• Data supplied
——
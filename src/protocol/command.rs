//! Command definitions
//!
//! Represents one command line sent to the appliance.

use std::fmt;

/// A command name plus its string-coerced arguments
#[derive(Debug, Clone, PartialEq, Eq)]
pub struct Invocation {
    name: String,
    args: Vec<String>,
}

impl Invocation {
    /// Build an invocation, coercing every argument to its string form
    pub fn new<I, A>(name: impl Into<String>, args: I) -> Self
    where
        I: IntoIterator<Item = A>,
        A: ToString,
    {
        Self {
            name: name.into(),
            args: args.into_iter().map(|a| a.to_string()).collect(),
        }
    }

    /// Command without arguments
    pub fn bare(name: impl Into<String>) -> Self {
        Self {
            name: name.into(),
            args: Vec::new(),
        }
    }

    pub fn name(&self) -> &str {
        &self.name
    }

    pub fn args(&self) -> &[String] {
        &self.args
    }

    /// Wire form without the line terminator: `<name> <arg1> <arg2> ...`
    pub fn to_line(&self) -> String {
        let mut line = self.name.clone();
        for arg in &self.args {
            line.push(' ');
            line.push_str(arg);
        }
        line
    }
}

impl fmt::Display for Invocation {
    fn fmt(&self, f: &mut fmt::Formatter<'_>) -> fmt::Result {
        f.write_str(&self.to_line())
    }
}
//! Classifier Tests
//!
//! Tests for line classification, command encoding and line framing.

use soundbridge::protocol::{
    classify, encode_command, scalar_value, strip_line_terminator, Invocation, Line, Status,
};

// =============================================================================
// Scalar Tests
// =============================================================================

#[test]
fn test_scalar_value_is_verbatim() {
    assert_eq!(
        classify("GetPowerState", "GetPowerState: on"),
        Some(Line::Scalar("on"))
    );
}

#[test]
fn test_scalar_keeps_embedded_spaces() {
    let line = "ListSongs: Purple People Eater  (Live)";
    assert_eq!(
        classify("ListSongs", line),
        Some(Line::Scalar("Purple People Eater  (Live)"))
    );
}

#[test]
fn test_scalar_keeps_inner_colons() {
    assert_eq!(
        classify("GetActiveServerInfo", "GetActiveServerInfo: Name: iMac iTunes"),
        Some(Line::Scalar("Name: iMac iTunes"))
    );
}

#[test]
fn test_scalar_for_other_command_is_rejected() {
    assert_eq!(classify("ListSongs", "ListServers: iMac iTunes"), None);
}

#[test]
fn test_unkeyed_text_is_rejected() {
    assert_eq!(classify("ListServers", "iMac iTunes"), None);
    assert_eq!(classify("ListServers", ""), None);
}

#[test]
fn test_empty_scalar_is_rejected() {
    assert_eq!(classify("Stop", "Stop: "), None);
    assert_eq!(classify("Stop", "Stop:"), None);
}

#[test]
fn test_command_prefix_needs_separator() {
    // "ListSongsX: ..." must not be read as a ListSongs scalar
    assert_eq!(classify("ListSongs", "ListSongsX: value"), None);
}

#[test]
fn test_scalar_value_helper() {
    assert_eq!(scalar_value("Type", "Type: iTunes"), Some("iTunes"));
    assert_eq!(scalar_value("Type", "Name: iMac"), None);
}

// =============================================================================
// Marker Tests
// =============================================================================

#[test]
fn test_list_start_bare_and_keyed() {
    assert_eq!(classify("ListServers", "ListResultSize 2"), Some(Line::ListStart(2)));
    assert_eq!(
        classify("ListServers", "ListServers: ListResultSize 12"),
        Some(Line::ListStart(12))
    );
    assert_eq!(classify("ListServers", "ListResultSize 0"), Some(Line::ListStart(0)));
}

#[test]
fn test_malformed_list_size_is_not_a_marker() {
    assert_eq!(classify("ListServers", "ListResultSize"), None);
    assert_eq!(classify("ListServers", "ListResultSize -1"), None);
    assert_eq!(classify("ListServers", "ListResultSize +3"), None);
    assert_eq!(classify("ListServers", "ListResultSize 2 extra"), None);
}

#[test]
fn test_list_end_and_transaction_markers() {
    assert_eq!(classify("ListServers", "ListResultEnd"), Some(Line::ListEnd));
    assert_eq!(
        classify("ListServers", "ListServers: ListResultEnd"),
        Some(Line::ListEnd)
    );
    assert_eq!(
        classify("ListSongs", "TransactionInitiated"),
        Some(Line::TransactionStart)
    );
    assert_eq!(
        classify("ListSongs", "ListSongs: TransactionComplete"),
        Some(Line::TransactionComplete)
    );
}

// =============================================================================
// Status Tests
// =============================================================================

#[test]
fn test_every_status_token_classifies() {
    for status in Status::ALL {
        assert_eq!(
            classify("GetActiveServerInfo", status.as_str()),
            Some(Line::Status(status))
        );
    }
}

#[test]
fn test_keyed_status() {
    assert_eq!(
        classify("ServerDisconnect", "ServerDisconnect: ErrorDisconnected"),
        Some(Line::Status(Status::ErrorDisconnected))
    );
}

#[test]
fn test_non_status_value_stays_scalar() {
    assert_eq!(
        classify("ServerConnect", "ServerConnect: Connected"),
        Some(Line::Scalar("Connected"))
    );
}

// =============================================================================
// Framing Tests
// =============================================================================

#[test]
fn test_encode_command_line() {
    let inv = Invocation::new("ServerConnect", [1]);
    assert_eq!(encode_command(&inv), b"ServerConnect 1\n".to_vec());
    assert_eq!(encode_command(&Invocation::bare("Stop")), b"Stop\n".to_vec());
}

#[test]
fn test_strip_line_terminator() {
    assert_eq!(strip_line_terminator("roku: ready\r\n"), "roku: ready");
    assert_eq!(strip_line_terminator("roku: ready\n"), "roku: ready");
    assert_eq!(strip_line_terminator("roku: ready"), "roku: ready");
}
——
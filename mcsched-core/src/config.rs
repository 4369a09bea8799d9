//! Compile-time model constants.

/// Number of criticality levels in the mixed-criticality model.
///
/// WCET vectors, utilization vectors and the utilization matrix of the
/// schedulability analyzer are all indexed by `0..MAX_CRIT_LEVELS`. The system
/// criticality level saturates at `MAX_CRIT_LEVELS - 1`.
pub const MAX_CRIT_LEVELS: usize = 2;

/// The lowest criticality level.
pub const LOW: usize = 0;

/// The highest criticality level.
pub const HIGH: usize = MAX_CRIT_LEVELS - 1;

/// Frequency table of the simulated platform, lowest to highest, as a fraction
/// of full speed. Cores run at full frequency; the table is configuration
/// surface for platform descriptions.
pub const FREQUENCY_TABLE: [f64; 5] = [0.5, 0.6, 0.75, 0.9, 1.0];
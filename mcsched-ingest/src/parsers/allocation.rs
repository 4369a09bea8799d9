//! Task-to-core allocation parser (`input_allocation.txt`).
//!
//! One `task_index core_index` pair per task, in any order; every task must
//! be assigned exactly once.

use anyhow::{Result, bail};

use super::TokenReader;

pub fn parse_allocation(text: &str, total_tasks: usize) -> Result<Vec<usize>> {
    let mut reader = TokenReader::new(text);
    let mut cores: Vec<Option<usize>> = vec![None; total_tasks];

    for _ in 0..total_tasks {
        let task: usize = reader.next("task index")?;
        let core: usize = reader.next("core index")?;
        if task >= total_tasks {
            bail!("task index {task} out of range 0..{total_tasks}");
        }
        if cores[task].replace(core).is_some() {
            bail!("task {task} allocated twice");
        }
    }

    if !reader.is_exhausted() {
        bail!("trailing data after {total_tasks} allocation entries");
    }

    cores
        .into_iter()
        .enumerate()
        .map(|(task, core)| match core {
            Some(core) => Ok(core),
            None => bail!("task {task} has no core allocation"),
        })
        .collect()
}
——
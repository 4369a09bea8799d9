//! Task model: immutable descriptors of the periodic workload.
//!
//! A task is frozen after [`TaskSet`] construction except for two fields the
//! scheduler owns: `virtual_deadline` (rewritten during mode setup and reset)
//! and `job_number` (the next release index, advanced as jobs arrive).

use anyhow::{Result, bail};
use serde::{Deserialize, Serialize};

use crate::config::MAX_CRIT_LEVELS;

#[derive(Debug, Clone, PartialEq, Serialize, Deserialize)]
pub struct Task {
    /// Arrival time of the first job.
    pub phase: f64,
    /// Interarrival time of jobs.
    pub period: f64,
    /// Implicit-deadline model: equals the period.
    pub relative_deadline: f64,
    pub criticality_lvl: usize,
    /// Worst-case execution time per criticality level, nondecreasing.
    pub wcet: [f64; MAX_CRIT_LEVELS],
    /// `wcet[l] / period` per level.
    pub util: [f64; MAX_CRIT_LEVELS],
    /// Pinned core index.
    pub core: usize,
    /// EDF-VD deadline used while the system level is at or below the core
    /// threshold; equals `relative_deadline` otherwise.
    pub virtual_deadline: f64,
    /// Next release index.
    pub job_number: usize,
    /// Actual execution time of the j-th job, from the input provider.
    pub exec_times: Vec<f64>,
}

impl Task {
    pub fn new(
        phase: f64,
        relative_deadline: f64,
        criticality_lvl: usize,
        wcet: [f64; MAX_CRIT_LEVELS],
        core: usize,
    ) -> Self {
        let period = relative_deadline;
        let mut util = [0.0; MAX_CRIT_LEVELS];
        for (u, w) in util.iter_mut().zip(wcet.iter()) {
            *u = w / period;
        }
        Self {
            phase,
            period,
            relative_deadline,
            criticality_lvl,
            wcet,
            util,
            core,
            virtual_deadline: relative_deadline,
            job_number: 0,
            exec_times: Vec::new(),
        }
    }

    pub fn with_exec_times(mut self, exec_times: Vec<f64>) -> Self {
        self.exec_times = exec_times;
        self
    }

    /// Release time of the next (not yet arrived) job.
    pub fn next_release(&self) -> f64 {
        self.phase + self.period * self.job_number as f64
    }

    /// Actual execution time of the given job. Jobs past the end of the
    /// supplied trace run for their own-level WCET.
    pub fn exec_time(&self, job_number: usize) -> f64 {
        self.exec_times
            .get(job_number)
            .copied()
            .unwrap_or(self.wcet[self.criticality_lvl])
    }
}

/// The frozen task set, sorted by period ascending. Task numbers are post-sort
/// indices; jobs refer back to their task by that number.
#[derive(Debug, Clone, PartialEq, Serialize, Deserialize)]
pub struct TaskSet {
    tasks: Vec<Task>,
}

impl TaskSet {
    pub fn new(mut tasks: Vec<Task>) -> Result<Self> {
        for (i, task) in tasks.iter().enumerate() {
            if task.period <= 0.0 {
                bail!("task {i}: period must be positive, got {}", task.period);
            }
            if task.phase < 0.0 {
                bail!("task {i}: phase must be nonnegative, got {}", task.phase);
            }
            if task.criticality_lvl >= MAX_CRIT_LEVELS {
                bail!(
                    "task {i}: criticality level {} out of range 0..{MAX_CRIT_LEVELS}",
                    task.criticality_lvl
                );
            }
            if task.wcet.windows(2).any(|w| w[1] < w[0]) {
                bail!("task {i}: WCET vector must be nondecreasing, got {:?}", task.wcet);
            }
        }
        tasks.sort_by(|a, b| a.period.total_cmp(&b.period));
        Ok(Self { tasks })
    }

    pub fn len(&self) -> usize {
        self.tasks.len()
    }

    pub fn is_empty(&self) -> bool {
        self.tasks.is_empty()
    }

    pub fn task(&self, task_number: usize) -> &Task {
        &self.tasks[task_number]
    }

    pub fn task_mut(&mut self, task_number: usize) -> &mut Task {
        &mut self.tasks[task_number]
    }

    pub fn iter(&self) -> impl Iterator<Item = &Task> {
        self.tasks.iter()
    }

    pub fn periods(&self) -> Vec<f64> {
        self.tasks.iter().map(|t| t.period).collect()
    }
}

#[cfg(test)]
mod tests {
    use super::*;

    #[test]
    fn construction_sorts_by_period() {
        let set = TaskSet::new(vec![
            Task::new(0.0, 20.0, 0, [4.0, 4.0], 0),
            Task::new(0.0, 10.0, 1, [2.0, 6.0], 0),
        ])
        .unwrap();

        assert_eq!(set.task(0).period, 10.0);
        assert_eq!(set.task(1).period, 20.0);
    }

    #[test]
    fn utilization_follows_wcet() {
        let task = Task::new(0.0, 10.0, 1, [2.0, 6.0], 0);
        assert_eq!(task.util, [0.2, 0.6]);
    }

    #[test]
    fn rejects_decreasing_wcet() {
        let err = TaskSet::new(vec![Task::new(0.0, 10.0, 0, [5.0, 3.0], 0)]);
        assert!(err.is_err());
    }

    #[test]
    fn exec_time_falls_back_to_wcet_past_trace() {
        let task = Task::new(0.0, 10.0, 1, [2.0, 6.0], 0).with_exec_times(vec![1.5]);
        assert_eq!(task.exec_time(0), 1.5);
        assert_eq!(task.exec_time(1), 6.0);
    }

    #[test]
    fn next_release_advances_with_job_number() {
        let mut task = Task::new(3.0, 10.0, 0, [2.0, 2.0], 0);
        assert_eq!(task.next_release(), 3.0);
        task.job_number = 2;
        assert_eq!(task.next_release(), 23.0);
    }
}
——
• Your assignment
Would you filter the records and copy out each line containing "ServerConnect"?

• Exercise response
        classify("ServerConnect", "ServerConnect: Connected"),
    let inv = Invocation::new("ServerConnect", [1]);
    assert_eq!(encode_command(&inv), b"ServerConnect 1\n".to_vec());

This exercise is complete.